*** Opening of Material shown ***
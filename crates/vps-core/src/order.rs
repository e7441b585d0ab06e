//! Orders and Confirmation Requests

use chrono::{DateTime, Utc};
use serde::{Deserialize, Serialize};

use crate::plan::Plan;

/// Literal prefix of every generated order id
pub const ORDER_ID_PREFIX: &str = "ZAR-";

/// Correlation key shared by the gateway transaction and every later step
/// (formatted: ZAR-<unix millis>-<8 hex>)
#[derive(Clone, Debug, PartialEq, Eq, Hash, Serialize, Deserialize)]
#[serde(transparent)]
pub struct OrderId(String);

impl OrderId {
    /// Generate a fresh order id.
    ///
    /// The timestamp keeps ids sortable and readable in the gateway
    /// dashboard; the random suffix keeps two creations in the same
    /// millisecond apart.
    pub fn generate() -> Self {
        Self::generate_at(Utc::now())
    }

    fn generate_at(now: DateTime<Utc>) -> Self {
        let suffix = uuid::Uuid::new_v4().simple().to_string();
        Self(format!(
            "{ORDER_ID_PREFIX}{}-{}",
            now.timestamp_millis(),
            &suffix[..8]
        ))
    }

    /// Wrap an id received from a client
    pub fn from_string(s: impl Into<String>) -> Self {
        Self(s.into())
    }

    pub fn as_str(&self) -> &str {
        &self.0
    }
}

impl std::fmt::Display for OrderId {
    fn fmt(&self, f: &mut std::fmt::Formatter<'_>) -> std::fmt::Result {
        write!(f, "{}", self.0)
    }
}

/// One purchase attempt. Carries no status: settlement is always
/// re-queried from the gateway.
#[derive(Clone, Debug, Serialize)]
pub struct Order {
    pub order_id: OrderId,
    pub plan_key: String,

    /// Amount charged, taken from the catalog
    pub amount: u64,

    pub created_at: DateTime<Utc>,
}

impl Order {
    /// Start a new order for a catalog plan
    pub fn new(plan: &Plan) -> Self {
        Self {
            order_id: OrderId::generate(),
            plan_key: plan.key.clone(),
            amount: plan.price,
            created_at: Utc::now(),
        }
    }
}

/// Client-supplied confirmation request.
///
/// Accepts both snake_case field names and the browser checkout's
/// `token` / `planKey`. Has no amount field: the amount always comes
/// from the catalog.
#[derive(Clone, Debug, Deserialize)]
pub struct ProvisioningRequest {
    pub order_id: OrderId,

    #[serde(alias = "token")]
    pub presence_token: String,

    #[serde(alias = "planKey")]
    pub plan_key: String,

    pub hostname: String,
}

#[cfg(test)]
mod tests {
    use super::*;
    use crate::plan::PlanCatalog;

    #[test]
    fn test_order_id_format() {
        let id = OrderId::generate();
        assert!(id.as_str().starts_with(ORDER_ID_PREFIX));

        let rest = &id.as_str()[ORDER_ID_PREFIX.len()..];
        let (millis, suffix) = rest.split_once('-').unwrap();
        assert!(millis.parse::<i64>().is_ok());
        assert_eq!(suffix.len(), 8);
        assert!(suffix.chars().all(|c| c.is_ascii_hexdigit()));
    }

    #[test]
    fn test_same_millisecond_ids_differ() {
        let now = Utc::now();
        let ids: Vec<_> = (0..256).map(|_| OrderId::generate_at(now)).collect();
        let mut unique = ids.clone();
        unique.sort_by(|a, b| a.as_str().cmp(b.as_str()));
        unique.dedup();
        assert_eq!(unique.len(), ids.len());
    }

    #[test]
    fn test_order_amount_from_catalog() {
        let catalog = PlanCatalog::builtin();
        let order = Order::new(catalog.lookup("r2c2").unwrap());
        assert_eq!(order.plan_key, "r2c2");
        assert_eq!(order.amount, 500);
    }

    #[test]
    fn test_request_accepts_browser_field_names() {
        let json = r#"{"order_id":"ZAR-1","token":"tok","planKey":"r2c2","hostname":"box"}"#;
        let req: ProvisioningRequest = serde_json::from_str(json).unwrap();
        assert_eq!(req.order_id.as_str(), "ZAR-1");
        assert_eq!(req.presence_token, "tok");
        assert_eq!(req.plan_key, "r2c2");
    }

    #[test]
    fn test_request_ignores_forged_amount() {
        let json = r#"{"order_id":"ZAR-1","presence_token":"tok","plan_key":"r2c2","hostname":"box","amount":1}"#;
        let req: ProvisioningRequest = serde_json::from_str(json).unwrap();
        assert_eq!(req.plan_key, "r2c2");
    }
}
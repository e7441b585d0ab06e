//! Boot-time configuration

use vps_core::InitialPassword;

/// Cloud-init document setting the default user's password without forcing
/// a change on first login.
///
/// The password is double-quoted: the generator's alphabet has no quotes or
/// backslashes, and a leading `*`, `&` or `@` would otherwise be read as YAML
/// syntax.
pub fn password_user_data(password: &InitialPassword) -> String {
    format!(
        "#cloud-config\npassword: \"{}\"\nchpasswd: {{ expire: False }}\nssh_pwauth: True\n",
        password.as_str()
    )
}
//! Mock Cloud Provider
//!
//! For testing and demo purposes. Probe answers are scripted in order; once
//! the script runs out every probe reports no address yet.

use std::collections::VecDeque;
use std::net::Ipv4Addr;
use std::sync::atomic::{AtomicUsize, Ordering};
use std::sync::{Mutex, MutexGuard, PoisonError};
use std::time::Duration;

use async_trait::async_trait;

use vps_core::InstanceId;

use crate::cloud::{CloudProvider, InstanceRequest};
use crate::error::{CloudError, Result};

fn lock<T>(m: &Mutex<T>) -> MutexGuard<'_, T> {
    m.lock().unwrap_or_else(PoisonError::into_inner)
}

/// One scripted answer to an address probe
#[derive(Clone, Copy, Debug, PartialEq, Eq)]
pub enum Probe {
    /// Network not ready
    Empty,
    /// Probe request fails
    Fail,
    /// Provider never answers
    Hang,
    /// Address assigned
    Address(Ipv4Addr),
}

/// Mock provider with scripted probe outcomes
pub struct MockCloudProvider {
    create: std::result::Result<u64, String>,
    probes: Mutex<VecDeque<Probe>>,
    requests: Mutex<Vec<InstanceRequest>>,
    probe_calls: AtomicUsize,
}

impl Default for MockCloudProvider {
    fn default() -> Self {
        Self::new()
    }
}

impl MockCloudProvider {
    /// Accepts every creation as instance 1001; never reports an address
    pub fn new() -> Self {
        Self {
            create: Ok(1001),
            probes: Mutex::new(VecDeque::new()),
            requests: Mutex::new(Vec::new()),
            probe_calls: AtomicUsize::new(0),
        }
    }

    /// Script probe answers in order
    #[must_use]
    pub fn with_probes(self, probes: impl IntoIterator<Item = Probe>) -> Self {
        lock(&self.probes).extend(probes);
        self
    }

    /// Report `ip` on probe number `attempt` (1-based), nothing before
    #[must_use]
    pub fn address_on_attempt(self, attempt: usize, ip: Ipv4Addr) -> Self {
        let script = std::iter::repeat_n(Probe::Empty, attempt.saturating_sub(1))
            .chain(std::iter::once(Probe::Address(ip)));
        self.with_probes(script)
    }

    #[must_use]
    pub fn failing_create(mut self, reason: impl Into<String>) -> Self {
        self.create = Err(reason.into());
        self
    }

    /// Creation requests received
    pub fn requests(&self) -> Vec<InstanceRequest> {
        lock(&self.requests).clone()
    }

    /// Address probes received
    pub fn probe_calls(&self) -> usize {
        self.probe_calls.load(Ordering::SeqCst)
    }
}

#[async_trait]
impl CloudProvider for MockCloudProvider {
    async fn create_instance(&self, request: &InstanceRequest) -> Result<InstanceId> {
        lock(&self.requests).push(request.clone());
        self.create.clone().map(InstanceId).map_err(|message| CloudError::Api {
            status: 422,
            message,
        })
    }

    async fn ipv4_addresses(&self, _id: InstanceId) -> Result<Vec<Ipv4Addr>> {
        self.probe_calls.fetch_add(1, Ordering::SeqCst);
        let next = lock(&self.probes).pop_front().unwrap_or(Probe::Empty);

        match next {
            Probe::Empty => Ok(Vec::new()),
            Probe::Fail => Err(CloudError::Api {
                status: 500,
                message: "probe failed".into(),
            }),
            Probe::Hang => {
                tokio::time::sleep(Duration::from_secs(3600)).await;
                Ok(Vec::new())
            }
            Probe::Address(ip) => Ok(vec![ip]),
        }
    }

    fn name(&self) -> &str {
        "MockCloud"
    }
}
//! Provisioned Instances

use std::net::Ipv4Addr;

use serde::{Deserialize, Serialize};

use crate::credential::InitialPassword;
use crate::error::{OrderError, Result};

/// Shown in place of an address that has not been discovered yet
pub const PENDING_ADDRESS_MARKER: &str = "Waiting for IP...";

/// Provider-assigned instance identifier
#[derive(Clone, Copy, Debug, PartialEq, Eq, Hash, Serialize, Deserialize)]
#[serde(transparent)]
pub struct InstanceId(pub u64);

impl std::fmt::Display for InstanceId {
    fn fmt(&self, f: &mut std::fmt::Formatter<'_>) -> std::fmt::Result {
        write!(f, "{}", self.0)
    }
}

/// Public network address of a new instance
#[derive(Clone, Copy, Debug, PartialEq, Eq)]
pub enum InstanceAddress {
    Assigned(Ipv4Addr),

    /// The instance exists but no IPv4 address showed up within the poll bound
    Pending,
}

impl InstanceAddress {
    pub const fn is_pending(&self) -> bool {
        matches!(self, Self::Pending)
    }
}

impl std::fmt::Display for InstanceAddress {
    fn fmt(&self, f: &mut std::fmt::Formatter<'_>) -> std::fmt::Result {
        match self {
            Self::Assigned(ip) => write!(f, "{ip}"),
            Self::Pending => f.write_str(PENDING_ADDRESS_MARKER),
        }
    }
}

/// Validated instance hostname (RFC 1123 labels)
#[derive(Clone, Debug, PartialEq, Eq, Serialize)]
#[serde(transparent)]
pub struct Hostname(String);

impl Hostname {
    pub const MAX_LEN: usize = 253;
    pub const MAX_LABEL_LEN: usize = 63;

    pub fn parse(raw: &str) -> Result<Self> {
        let name = raw.trim();
        let invalid = || OrderError::InvalidHostname(raw.to_string());

        if name.is_empty() || name.len() > Self::MAX_LEN {
            return Err(invalid());
        }

        for label in name.split('.') {
            let ok = !label.is_empty()
                && label.len() <= Self::MAX_LABEL_LEN
                && !label.starts_with('-')
                && !label.ends_with('-')
                && label.chars().all(|c| c.is_ascii_alphanumeric() || c == '-');
            if !ok {
                return Err(invalid());
            }
        }

        Ok(Self(name.to_string()))
    }

    pub fn as_str(&self) -> &str {
        &self.0
    }
}

impl std::fmt::Display for Hostname {
    fn fmt(&self, f: &mut std::fmt::Formatter<'_>) -> std::fmt::Result {
        f.write_str(&self.0)
    }
}

/// Result of a successful provisioning run. Never persisted.
#[derive(Clone, Debug)]
pub struct ProvisionedInstance {
    pub instance_id: InstanceId,
    pub address: InstanceAddress,
    pub initial_password: InitialPassword,
    pub hostname: Hostname,
}
//! Transaction Service
//!
//! Registers a payment transaction with the gateway and derives the image
//! the buyer scans to pay.

use std::sync::Arc;
use std::time::Duration;

use serde::Serialize;

use vps_core::{Order, OrderError, PlanCatalog};

use crate::gateway::{GatewayTransaction, PaymentGateway};
use crate::http::{DEFAULT_CALL_TIMEOUT, with_deadline};
use crate::qr::QrRenderer;

/// Scannable payment image handed to the buyer
#[derive(Clone, Debug, PartialEq, Eq, Serialize)]
#[serde(tag = "kind", rename_all = "snake_case")]
pub enum PaymentArtifact {
    /// Image hosted by the gateway for a payment code
    Hosted { code: String, url: String },

    /// Raw payment string rendered by the QR fallback
    Rendered { payload: String, url: String },
}

impl PaymentArtifact {
    pub fn url(&self) -> &str {
        match self {
            Self::Hosted { url, .. } | Self::Rendered { url, .. } => url,
        }
    }
}

/// A transaction registered with the gateway
#[derive(Clone, Debug, Serialize)]
pub struct CreatedTransaction {
    pub order: Order,
    pub artifact: PaymentArtifact,
}

/// Creates gateway transactions for catalog plans
pub struct TransactionService {
    gateway: Arc<dyn PaymentGateway>,
    catalog: Arc<PlanCatalog>,
    qr: QrRenderer,
    call_timeout: Duration,
}

impl TransactionService {
    pub fn new(gateway: Arc<dyn PaymentGateway>, catalog: Arc<PlanCatalog>) -> Self {
        Self {
            gateway,
            catalog,
            qr: QrRenderer::default(),
            call_timeout: DEFAULT_CALL_TIMEOUT,
        }
    }

    #[must_use]
    pub const fn with_call_timeout(mut self, timeout: Duration) -> Self {
        self.call_timeout = timeout;
        self
    }

    /// Register a transaction for `plan_key` at the catalog price.
    ///
    /// Idempotency is left to the gateway: every call creates a new order id.
    #[tracing::instrument(skip(self))]
    pub async fn create_transaction(&self, plan_key: &str) -> vps_core::Result<CreatedTransaction> {
        let plan = self.catalog.lookup(plan_key)?;
        let order = Order::new(plan);

        let created = with_deadline(
            self.call_timeout,
            self.gateway.create_transaction(&order.order_id, order.amount),
        )
        .await
        .map_err(|e| {
            tracing::error!(
                order_id = %order.order_id,
                gateway = self.gateway.name(),
                retryable = e.is_retryable(),
                "Transaction creation failed: {}", e
            );
            OrderError::Gateway(e.to_string())
        })?;

        let artifact = self.artifact_for(created).ok_or_else(|| {
            tracing::error!(order_id = %order.order_id, "Gateway returned no payment code or payment string");
            OrderError::Gateway("no payment code or payment string in response".into())
        })?;

        tracing::info!(
            order_id = %order.order_id,
            plan_key = %order.plan_key,
            amount = order.amount,
            "Created transaction"
        );

        Ok(CreatedTransaction { order, artifact })
    }

    /// Hosted code preferred; raw payment string as fallback
    fn artifact_for(&self, tx: GatewayTransaction) -> Option<PaymentArtifact> {
        if let Some(code) = tx.payment_code {
            let url = self.gateway.hosted_image_url(&code);
            return Some(PaymentArtifact::Hosted { code, url });
        }

        tx.payment_string.map(|payload| PaymentArtifact::Rendered {
            url: self.qr.image_url(&payload),
            payload,
        })
    }
}
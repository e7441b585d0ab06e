//! Initial Login Credentials

use rand::{CryptoRng, Rng, rngs::OsRng};
use serde::Serialize;

const ALPHABET: &[u8] = b"abcdefghijklmnopqrstuvwxyzABCDEFGHIJKLMNOPQRSTUVWXYZ0123456789!@#$%^&*";

/// Number of characters sampled from [`ALPHABET`]
pub const RANDOM_LENGTH: usize = 16;

/// Appended to every password so each character class is present
pub const CLASS_SUFFIX: &str = "Aa1!";

/// Symbols that may appear in a generated password
pub const SYMBOLS: &str = "!@#$%^&*";

/// Generated root password for a new instance.
///
/// `Debug` is redacted so the value never leaks through tracing fields.
#[derive(Clone, PartialEq, Eq, Serialize)]
#[serde(transparent)]
pub struct InitialPassword(String);

impl InitialPassword {
    /// Generate from the operating system's CSPRNG
    pub fn generate() -> Self {
        Self::generate_with(&mut OsRng)
    }

    /// Generate from a caller-supplied cryptographic RNG
    pub fn generate_with<R: Rng + CryptoRng>(rng: &mut R) -> Self {
        let mut password: String = (0..RANDOM_LENGTH)
            .map(|_| char::from(ALPHABET[rng.gen_range(0..ALPHABET.len())]))
            .collect();
        password.push_str(CLASS_SUFFIX);
        Self(password)
    }

    pub fn as_str(&self) -> &str {
        &self.0
    }

    pub fn into_inner(self) -> String {
        self.0
    }
}

impl std::fmt::Debug for InitialPassword {
    fn fmt(&self, f: &mut std::fmt::Formatter<'_>) -> std::fmt::Result {
        f.write_str("InitialPassword([redacted])")
    }
}
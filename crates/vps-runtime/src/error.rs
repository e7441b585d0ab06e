//! Cloud Error Types

use std::time::Duration;

use thiserror::Error;

pub type Result<T> = std::result::Result<T, CloudError>;

#[derive(Error, Debug)]
pub enum CloudError {
    #[error("Network error: {0}")]
    Network(#[from] reqwest::Error),

    #[error("Provider API error ({status}): {message}")]
    Api { status: u16, message: String },

    #[error("Unexpected response: {0}")]
    Malformed(String),

    #[error("Timed out after {0:?}")]
    Timeout(Duration),

    #[error("Configuration error: {0}")]
    Config(String),
}
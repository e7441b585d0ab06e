//! Payment Verifier
//!
//! Two mandatory checks, in order, short-circuiting on the first failure:
//! the buyer's presence token, then the transaction's settlement status.
//! The amount sent to the gateway is always re-derived from the catalog.

use std::sync::Arc;
use std::time::Duration;

use vps_core::{OrderError, OrderId, PlanCatalog};

use crate::gateway::{PaymentGateway, PresenceVerifier};
use crate::http::{DEFAULT_CALL_TIMEOUT, with_deadline};

/// Status fragments the gateway uses for a settled payment
pub const SETTLED_TOKENS: &[&str] = &["SUCCESS", "COMPLETED", "BERHASIL"];

/// Case-insensitive substring match against [`SETTLED_TOKENS`]
pub fn is_settled(status: &str) -> bool {
    let status = status.to_uppercase();
    SETTLED_TOKENS.iter().any(|token| status.contains(token))
}

/// Verifies presence and settlement before anything is provisioned
pub struct PaymentVerifier {
    presence: Arc<dyn PresenceVerifier>,
    gateway: Arc<dyn PaymentGateway>,
    catalog: Arc<PlanCatalog>,
    call_timeout: Duration,
}

impl PaymentVerifier {
    pub fn new(
        presence: Arc<dyn PresenceVerifier>,
        gateway: Arc<dyn PaymentGateway>,
        catalog: Arc<PlanCatalog>,
    ) -> Self {
        Self {
            presence,
            gateway,
            catalog,
            call_timeout: DEFAULT_CALL_TIMEOUT,
        }
    }

    #[must_use]
    pub const fn with_call_timeout(mut self, timeout: Duration) -> Self {
        self.call_timeout = timeout;
        self
    }

    /// Run both checks for an order
    pub async fn verify(
        &self,
        order_id: &OrderId,
        plan_key: &str,
        presence_token: &str,
    ) -> vps_core::Result<()> {
        let amount = self.catalog.lookup(plan_key)?.price;
        self.check_presence(presence_token).await?;
        self.check_settlement(order_id, amount).await
    }

    /// Stage 1: submit the presence token
    async fn check_presence(&self, presence_token: &str) -> vps_core::Result<()> {
        let check = with_deadline(self.call_timeout, self.presence.verify(presence_token))
            .await
            .map_err(|e| {
                tracing::error!(retryable = e.is_retryable(), "Presence verification failed: {}", e);
                OrderError::CaptchaUnavailable(e.to_string())
            })?;

        if !check.success {
            tracing::warn!(error_codes = ?check.error_codes, "Presence token rejected");
            return Err(OrderError::CaptchaInvalid);
        }

        Ok(())
    }

    /// Stage 2: confirm settlement for the catalog amount
    async fn check_settlement(&self, order_id: &OrderId, amount: u64) -> vps_core::Result<()> {
        let status = with_deadline(
            self.call_timeout,
            self.gateway.transaction_status(order_id, amount),
        )
        .await
        .map_err(|e| {
            tracing::error!(
                order_id = %order_id,
                gateway = self.gateway.name(),
                retryable = e.is_retryable(),
                "Settlement lookup failed: {}", e
            );
            OrderError::PaymentCheck(e.to_string())
        })?;

        if !is_settled(&status) {
            tracing::info!(order_id = %order_id, status = %status, "Payment not settled yet");
            return Err(OrderError::PaymentPending { status });
        }

        tracing::info!(order_id = %order_id, status = %status, "Payment settled");
        Ok(())
    }
}

#[cfg(test)]
mod tests {
    use super::*;
    use crate::mock::{MockPaymentGateway, MockPresenceVerifier};

    struct Fixture {
        presence: Arc<MockPresenceVerifier>,
        gateway: Arc<MockPaymentGateway>,
        verifier: PaymentVerifier,
    }

    fn fixture(presence: MockPresenceVerifier, gateway: MockPaymentGateway) -> Fixture {
        let presence = Arc::new(presence);
        let gateway = Arc::new(gateway);
        let verifier = PaymentVerifier::new(
            presence.clone(),
            gateway.clone(),
            Arc::new(PlanCatalog::builtin()),
        );
        Fixture { presence, gateway, verifier }
    }

    fn order() -> OrderId {
        OrderId::from_string("ZAR-1700000000000-abcd1234")
    }

    #[test]
    fn test_settled_matching() {
        for status in ["BERHASIL", "berhasil", "completed", "Success", "PAYMENT_SUCCESS"] {
            assert!(is_settled(status), "{status} should be settled");
        }
        for status in ["PENDING", "pending", "", "expired", "FAILED"] {
            assert!(!is_settled(status), "{status} should not be settled");
        }
    }

    #[tokio::test]
    async fn test_settled_payment_passes() {
        let f = fixture(
            MockPresenceVerifier::accepting(),
            MockPaymentGateway::new().with_status("BERHASIL"),
        );
        f.verifier.verify(&order(), "r2c2", "tok").await.unwrap();
        assert_eq!(f.presence.calls(), 1);
        assert_eq!(f.gateway.status_queries().len(), 1);
    }

    #[tokio::test]
    async fn test_invalid_token_short_circuits() {
        let f = fixture(MockPresenceVerifier::rejecting(), MockPaymentGateway::new());

        let err = f.verifier.verify(&order(), "r2c2", "bad").await.unwrap_err();
        assert_eq!(err, OrderError::CaptchaInvalid);
        assert!(f.gateway.status_queries().is_empty());
    }

    #[tokio::test]
    async fn test_presence_outage() {
        let f = fixture(MockPresenceVerifier::unavailable("dns"), MockPaymentGateway::new());

        let err = f.verifier.verify(&order(), "r2c2", "tok").await.unwrap_err();
        assert!(matches!(err, OrderError::CaptchaUnavailable(_)));
        assert!(f.gateway.status_queries().is_empty());
    }

    #[tokio::test]
    async fn test_pending_payment() {
        for status in ["PENDING", "pending"] {
            let f = fixture(
                MockPresenceVerifier::accepting(),
                MockPaymentGateway::new().with_status(status),
            );
            let err = f.verifier.verify(&order(), "r2c2", "tok").await.unwrap_err();
            assert_eq!(err, OrderError::PaymentPending { status: status.into() });
            assert!(err.is_retryable());
        }
    }

    #[tokio::test]
    async fn test_status_lookup_failure() {
        let f = fixture(
            MockPresenceVerifier::accepting(),
            MockPaymentGateway::new().failing_status("503"),
        );
        let err = f.verifier.verify(&order(), "r2c2", "tok").await.unwrap_err();
        assert!(matches!(err, OrderError::PaymentCheck(_)));
    }

    #[tokio::test]
    async fn test_amount_comes_from_catalog() {
        let catalog = PlanCatalog::new([vps_core::Plan::new("big", "s-8", "Big", "8 vCPU", "16GB", 12_345)]);
        let gateway = Arc::new(MockPaymentGateway::new());
        let verifier = PaymentVerifier::new(
            Arc::new(MockPresenceVerifier::accepting()),
            gateway.clone(),
            Arc::new(catalog),
        );

        verifier.verify(&order(), "big", "tok").await.unwrap();
        assert_eq!(gateway.status_queries(), vec![(order(), 12_345)]);
    }

    #[tokio::test]
    async fn test_unknown_plan_makes_no_remote_calls() {
        let f = fixture(MockPresenceVerifier::accepting(), MockPaymentGateway::new());

        let err = f.verifier.verify(&order(), "zzz", "tok").await.unwrap_err();
        assert_eq!(err, OrderError::InvalidPlan("zzz".into()));
        assert_eq!(f.presence.calls(), 0);
        assert!(f.gateway.status_queries().is_empty());
    }

    #[tokio::test(start_paused = true)]
    async fn test_presence_deadline() {
        let f = fixture(
            MockPresenceVerifier::accepting().with_delay(Duration::from_secs(300)),
            MockPaymentGateway::new(),
        );
        let verifier = f.verifier.with_call_timeout(Duration::from_secs(5));

        let err = verifier.verify(&order(), "r2c2", "tok").await.unwrap_err();
        assert!(matches!(err, OrderError::CaptchaUnavailable(_)));
        assert!(f.gateway.status_queries().is_empty());
    }
}
//! Cloudflare Turnstile Presence Verifier

use std::time::Duration;

use async_trait::async_trait;
use serde::{Deserialize, Serialize};

use crate::error::{PaymentError, Result};
use crate::gateway::{PresenceCheck, PresenceVerifier};
use crate::http::{DEFAULT_CALL_TIMEOUT, build_client, decode_json};

/// Turnstile configuration
#[derive(Clone, Debug)]
pub struct TurnstileConfig {
    /// Siteverify endpoint
    pub verify_url: String,

    /// Server-side secret
    pub secret_key: String,

    /// Public site key rendered into the checkout widget
    pub site_key: Option<String>,

    /// Per-request timeout
    pub timeout: Duration,
}

impl TurnstileConfig {
    pub const DEFAULT_VERIFY_URL: &'static str =
        "https://challenges.cloudflare.com/turnstile/v0/siteverify";

    pub fn new(secret_key: impl Into<String>) -> Self {
        Self {
            verify_url: Self::DEFAULT_VERIFY_URL.into(),
            secret_key: secret_key.into(),
            site_key: None,
            timeout: DEFAULT_CALL_TIMEOUT,
        }
    }

    /// Create from environment variables
    pub fn from_env() -> Result<Self> {
        let secret_key = std::env::var("TURNSTILE_SECRET_KEY")
            .map_err(|_| PaymentError::Config("TURNSTILE_SECRET_KEY not set".into()))?;

        let mut config = Self::new(secret_key);
        config.site_key = std::env::var("TURNSTILE_SITE_KEY").ok();
        if let Ok(url) = std::env::var("TURNSTILE_VERIFY_URL") {
            config.verify_url = url;
        }
        Ok(config)
    }

    #[must_use]
    pub const fn with_timeout(mut self, timeout: Duration) -> Self {
        self.timeout = timeout;
        self
    }
}

#[derive(Serialize)]
struct SiteverifyBody<'a> {
    secret: &'a str,
    response: &'a str,
}

#[derive(Debug, Deserialize)]
struct SiteverifyResponse {
    success: bool,
    #[serde(rename = "error-codes", default)]
    error_codes: Vec<String>,
}

/// Turnstile siteverify client
pub struct TurnstileClient {
    http: reqwest::Client,
    config: TurnstileConfig,
}

impl TurnstileClient {
    pub fn new(config: TurnstileConfig) -> Result<Self> {
        Ok(Self {
            http: build_client(config.timeout)?,
            config,
        })
    }

    /// Create from environment variables
    pub fn from_env() -> Result<Self> {
        Self::new(TurnstileConfig::from_env()?)
    }

    /// Public site key, if configured
    pub fn site_key(&self) -> Option<&str> {
        self.config.site_key.as_deref()
    }
}

#[async_trait]
impl PresenceVerifier for TurnstileClient {
    async fn verify(&self, token: &str) -> Result<PresenceCheck> {
        let response = self
            .http
            .post(&self.config.verify_url)
            .json(&SiteverifyBody {
                secret: &self.config.secret_key,
                response: token,
            })
            .send()
            .await?;

        let parsed: SiteverifyResponse = decode_json(response).await?;
        Ok(PresenceCheck {
            success: parsed.success,
            error_codes: parsed.error_codes,
        })
    }
}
*** Close of Material shown ***
### Work item
Lines in the material above that include the string "fallback" should be listed.

### Task response
    /// Raw payment string rendered by the QR fallback
    /// Hosted code preferred; raw payment string as fallback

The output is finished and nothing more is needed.